Borsa, giovedì nero per Milano: schizza spread, banche a picco

Milano, 15 mag. (LaPresse/Finanza.com) - E' un giovedì nero per Piazza Affari con l'indice Ftse Mib che ha chiuso con un tonfo del 3,61% a 20.419 punti, livello minimo da quasi due mesi. A pesare sul listino milanese la discesa a sorpresa del Pil italiano nel primo trimestre del 2014, che ha mostrato una contrazione dello 0,1% rispetto agli ultimi tre mesi dello scorso anno. Il dato ha sorpreso il mercato visto che gli analisti avevano previsto un Pil in espansione dello 0,2%. A Piazza Affari le vendite non hanno risparmiato nessun comparto, ma si sono abbattute con vigore sul comparto bancario che ha pagato la repentina risalita dello spread Btp-Bund. Il differenziale è volato oltre 180 punti base, ben 30 punti base in più dei 152 punti base della prima parte di seduta. Il rendimento del bond decennale italiano, che fino a metà giornata era pari al 2,98%, si è portato ben oltre la soglia del 3%.
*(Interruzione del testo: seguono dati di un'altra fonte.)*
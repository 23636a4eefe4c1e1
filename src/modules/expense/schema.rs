use serde::Deserialize;

#[derive(Debug, Deserialize)]
pub struct CreateExpenseRequest {
    pub income: f64,
    pub days_until_next_income: i64,
    pub savings_percentage: f64,
}
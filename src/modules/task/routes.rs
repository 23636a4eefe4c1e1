use axum::{
    routing::{get, post},
    Router,
};
use std::sync::Arc;

use super::controller;
use crate::AppState;

pub fn task_routes() -> Router<Arc<AppState>> {
    Router::new()
        .route(
            "/",
            post(controller::create_task)
                .get(controller::list_tasks)
                .delete(controller::delete_all_tasks),
        )
        .route("/search", get(controller::search_tasks))
        .route(
            "/{id}",
            get(controller::get_task)
                .patch(controller::update_task)
                .delete(controller::delete_task),
        )
        .route("/{id}/complete", post(controller::complete_task))
}
use axum::{routing::get, Router};
use std::sync::Arc;

use super::controller;
use crate::AppState;

pub fn comment_routes() -> Router<Arc<AppState>> {
    Router::new()
        .route(
            "/",
            get(controller::list_comments)
                .post(controller::create_comment)
                .delete(controller::delete_all_comments),
        )
        .route("/search", get(controller::search_comments))
        .route("/discover", get(controller::discover_comments))
        .route(
            "/{id}",
            get(controller::get_comment)
                .patch(controller::update_comment)
                .delete(controller::delete_comment),
        )
}
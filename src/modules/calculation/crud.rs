use chrono::Utc;

use super::model::Calculation;
use super::operation::Operation;
use crate::config::DbPool;
use crate::error::AppResult;
use crate::modules::common::{PageQuery, Paginated};

pub struct CalculationCrud {
    pool: DbPool,
}

impl CalculationCrud {
    pub fn new(pool: DbPool) -> Self {
        Self { pool }
    }

    pub async fn create(
        &self,
        mathematician_id: i64,
        operation: Operation,
        numbers: &str,
        result: f64,
    ) -> AppResult<Calculation> {
        let created_at = Utc::now();

        let inserted = sqlx::query(
            r#"
            INSERT INTO calculations (mathematician_id, operation, numbers, result, created_at)
            VALUES (?, ?, ?, ?, ?)
            "#,
        )
        .bind(mathematician_id)
        .bind(operation.as_str())
        .bind(numbers)
        .bind(result)
        .bind(created_at)
        .execute(&self.pool)
        .await?;

        Ok(Calculation {
            id: inserted.last_insert_rowid(),
            mathematician_id,
            operation: operation.as_str().to_string(),
            numbers: numbers.to_string(),
            result,
            created_at,
        })
    }

    pub async fn find(&self, mathematician_id: i64, id: i64) -> AppResult<Option<Calculation>> {
        let calculation = sqlx::query_as::<_, Calculation>(
            "SELECT * FROM calculations WHERE id = ? AND mathematician_id = ?",
        )
        .bind(id)
        .bind(mathematician_id)
        .fetch_optional(&self.pool)
        .await?;
        Ok(calculation)
    }

    /// Owner's calculations, newest first, optionally narrowed to one operation.
    pub async fn list(
        &self,
        mathematician_id: i64,
        operation: Option<Operation>,
        page: PageQuery,
    ) -> AppResult<Paginated<Calculation>> {
        let operation = operation.map(|op| op.as_str());

        let calculations = sqlx::query_as::<_, Calculation>(
            r#"
            SELECT * FROM calculations
            WHERE mathematician_id = ? AND (? IS NULL OR operation = ?)
            ORDER BY created_at DESC, id DESC
            LIMIT ? OFFSET ?
            "#,
        )
        .bind(mathematician_id)
        .bind(operation)
        .bind(operation)
        .bind(page.limit)
        .bind(page.offset())
        .fetch_all(&self.pool)
        .await?;

        let (total,): (i64,) = sqlx::query_as(
            "SELECT COUNT(*) FROM calculations WHERE mathematician_id = ? AND (? IS NULL OR operation = ?)",
        )
        .bind(mathematician_id)
        .bind(operation)
        .bind(operation)
        .fetch_one(&self.pool)
        .await?;

        Ok(Paginated::new(calculations, page, total))
    }

    pub async fn delete(&self, mathematician_id: i64, id: i64) -> AppResult<bool> {
        let result = sqlx::query("DELETE FROM calculations WHERE id = ? AND mathematician_id = ?")
            .bind(id)
            .bind(mathematician_id)
            .execute(&self.pool)
            .await?;
        Ok(result.rows_affected() > 0)
    }

    pub async fn delete_all(&self, mathematician_id: i64) -> AppResult<u64> {
        let result = sqlx::query("DELETE FROM calculations WHERE mathematician_id = ?")
            .bind(mathematician_id)
            .execute(&self.pool)
            .await?;
        Ok(result.rows_affected())
    }
}
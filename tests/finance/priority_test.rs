use axum::http::StatusCode;
use serde_json::{json, Value};

use crate::common::TestContext;

async fn evaluate(ctx: &TestContext, token: &str, essentials: f64, extras: f64, income: f64) -> Value {
    let response = ctx
        .server
        .post("/priorities")
        .authorization_bearer(token)
        .json(&json!({ "essentials": essentials, "extras": extras, "income": income }))
        .await;
    response.assert_status(StatusCode::CREATED);
    response.json()
}

#[tokio::test]
async fn verdicts_follow_budget_rules() {
    let ctx = TestContext::new().await;
    let token = ctx.user_token("alice").await;

    let danger = evaluate(&ctx, &token, 800.0, 300.0, 1000.0).await;
    assert_eq!(danger["data"]["verdict"], "danger");
    assert_eq!(danger["message"], "your budget will put you in debt");

    let no_savings = evaluate(&ctx, &token, 600.0, 400.0, 1000.0).await;
    assert_eq!(no_savings["data"]["verdict"], "unsafe");

    let heavy_extras = evaluate(&ctx, &token, 100.0, 500.0, 1000.0).await;
    assert_eq!(heavy_extras["data"]["verdict"], "unsafe");

    let perfect = evaluate(&ctx, &token, 300.0, 200.0, 1000.0).await;
    assert_eq!(perfect["data"]["verdict"], "perfect");
    assert_eq!(perfect["data"]["detail"], "savings after budget: 500");

    let okay = evaluate(&ctx, &token, 700.0, 150.0, 1000.0).await;
    assert_eq!(okay["data"]["verdict"], "okay");
}

#[tokio::test]
async fn search_by_verdict() {
    let ctx = TestContext::new().await;
    let token = ctx.user_token("alice").await;
    evaluate(&ctx, &token, 800.0, 300.0, 1000.0).await;
    evaluate(&ctx, &token, 900.0, 300.0, 1000.0).await;
    evaluate(&ctx, &token, 300.0, 200.0, 1000.0).await;

    let danger: Value = ctx
        .server
        .get("/priorities/search?verdict=danger")
        .authorization_bearer(&token)
        .await
        .json();
    assert_eq!(danger["data"]["pagination"]["total"], 2);

    ctx.server
        .get("/priorities/search?verdict=splendid")
        .authorization_bearer(&token)
        .await
        .assert_status(StatusCode::BAD_REQUEST);
}

#[tokio::test]
async fn negative_amounts_are_rejected() {
    let ctx = TestContext::new().await;
    let token = ctx.user_token("alice").await;

    ctx.server
        .post("/priorities")
        .authorization_bearer(&token)
        .json(&json!({ "essentials": -1.0, "extras": 0.0, "income": 100.0 }))
        .await
        .assert_status(StatusCode::BAD_REQUEST);
}

#[tokio::test]
async fn get_and_delete_are_owner_scoped() {
    let ctx = TestContext::new().await;
    let alice = ctx.user_token("alice").await;
    let bob = ctx.user_token("bob").await;
    let created = evaluate(&ctx, &alice, 300.0, 200.0, 1000.0).await;
    let id = created["data"]["id"].as_i64().unwrap();

    let other: Value = ctx
        .server
        .delete(&format!("/priorities/{}", id))
        .authorization_bearer(&bob)
        .await
        .json();
    assert_eq!(other["status"], "failure");

    let own: Value = ctx
        .server
        .get(&format!("/priorities/{}", id))
        .authorization_bearer(&alice)
        .await
        .json();
    assert_eq!(own["data"]["verdict"], "perfect");

    let wiped: Value = ctx.server.delete("/priorities").authorization_bearer(&alice).await.json();
    assert_eq!(wiped["data"], 1);
}
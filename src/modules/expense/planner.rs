//! Daily spending plan for the period until the next income.

use crate::error::AppError;

#[derive(Debug, Clone, PartialEq)]
pub struct SpendingPlan {
    /// Amount that can be spent per day without running out before payday.
    pub feasible_budget: f64,
    /// Daily amount that still leaves `savings_percentage` of income untouched.
    pub savings_budget: f64,
    pub summary: String,
}

pub fn plan_spending(
    income: f64,
    days_until_next_income: i64,
    savings_percentage: f64,
) -> Result<SpendingPlan, AppError> {
    if !income.is_finite() || income < 0.0 {
        return Err(AppError::Validation("income must be a non-negative number".to_string()));
    }
    if days_until_next_income < 1 {
        return Err(AppError::Validation(
            "days_until_next_income must be at least 1".to_string(),
        ));
    }
    if !(0.0..=100.0).contains(&savings_percentage) {
        return Err(AppError::Validation(
            "savings_percentage must be between 0 and 100".to_string(),
        ));
    }

    let feasible_budget = income / days_until_next_income as f64;
    let savings_budget = feasible_budget * (100.0 - savings_percentage) / 100.0;

    let summary = format!(
        "amount you can spend per day without getting broke: {:.2}, \
         amount you can spend per day and end up saving {} percent of your income: {:.2}",
        feasible_budget, savings_percentage, savings_budget
    );

    Ok(SpendingPlan {
        feasible_budget,
        savings_budget,
        summary,
    })
}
Forti vendite sul comparto bancario: Banco Popolare ha ceduto il 5,80% a 11,84 euro, Montepaschi il 6,45% a 21,88 euro, Popolare di Milano il 6,83% a 0,552 euro, Ubi Banca il 7,74% a 5,78 euro, Unicredit il 5,66% a 5,83 euro, Mediobanca il 4,36% a 6,58 euro. Intesa SanPaolo (-6,22% a 2,20 euro) non ha sfruttato i conti del primo trimestre chiuso con un utile netto in crescita del 64,4% a 503 milioni di euro, il più elevato degli ultimi otto trimestri, contro i 306 milioni dello stesso periodo dello scorso anno. Il risultato è decisamente sopra le attese ferme a 281,5 milioni di euro. Il Common Equity ratio pro-forma Basilea 3 a regime è salito al 12,6% dal 12,3% di fine 2013, livello top tra le maggiori banche europee. Ancora un tonfo per Mediaset (-8,54% a 3,17 euro) che ha risentito di nuovo dei conti del primo trimestre, chiuso con una perdita di 12,5 milioni di euro rispetto all'utile di 9,3 milioni registrato nello stesso periodo dello scorso anno. A pesare sui conti è stata soprattutto l'Italia, dove il gruppo di Cologno Monzese ha riportato un rosso pari a 17,7 milioni di euro. I ricavi del Biscione si sono attestati a 820,8 milioni contro gli 831,6 milioni del primo trimestre del 2013. Nel Belpaese il fatturato è sceso a 620,9 milioni in scia a ricavi pubblicitari per 492,5 milioni di euro (-1,8%). Forti vendite anche su Mediolanum (-7,09% a 5,83 euro), che ieri ha annunciato di aver archiviato il primo trimestre con un utile netto in calo del 41% a 80,9 milioni di euro.

Fiat (-3,64% a 7,13 euro) ha risentito della conferma del giudizio sell da parte di Citigroup. Per il broker Usa il problema più grande per il Lingotto riguarda l'accumulo del debito e l'ammontare degli investimenti richiesti quest'anno per raggiungere gli obiettivi al 2018. Giù anche Exor (-3,65% a 30,01 euro) che ha archiviato il primo trimestre del 2014 con una perdita di 83,2 milioni di euro rispetto all'utile di 51,1 milioni registrato nello stesso periodo dello scorso anno. Il Net Asset Value (Nav, valore netto degli attivi) è salito a 9,88 miliardi di euro dagli 8,85 miliardi di fine 2013. A fine marzo la posizione finanziaria della holding della famiglia Agnelli era pari a 1,29 miliardi di euro.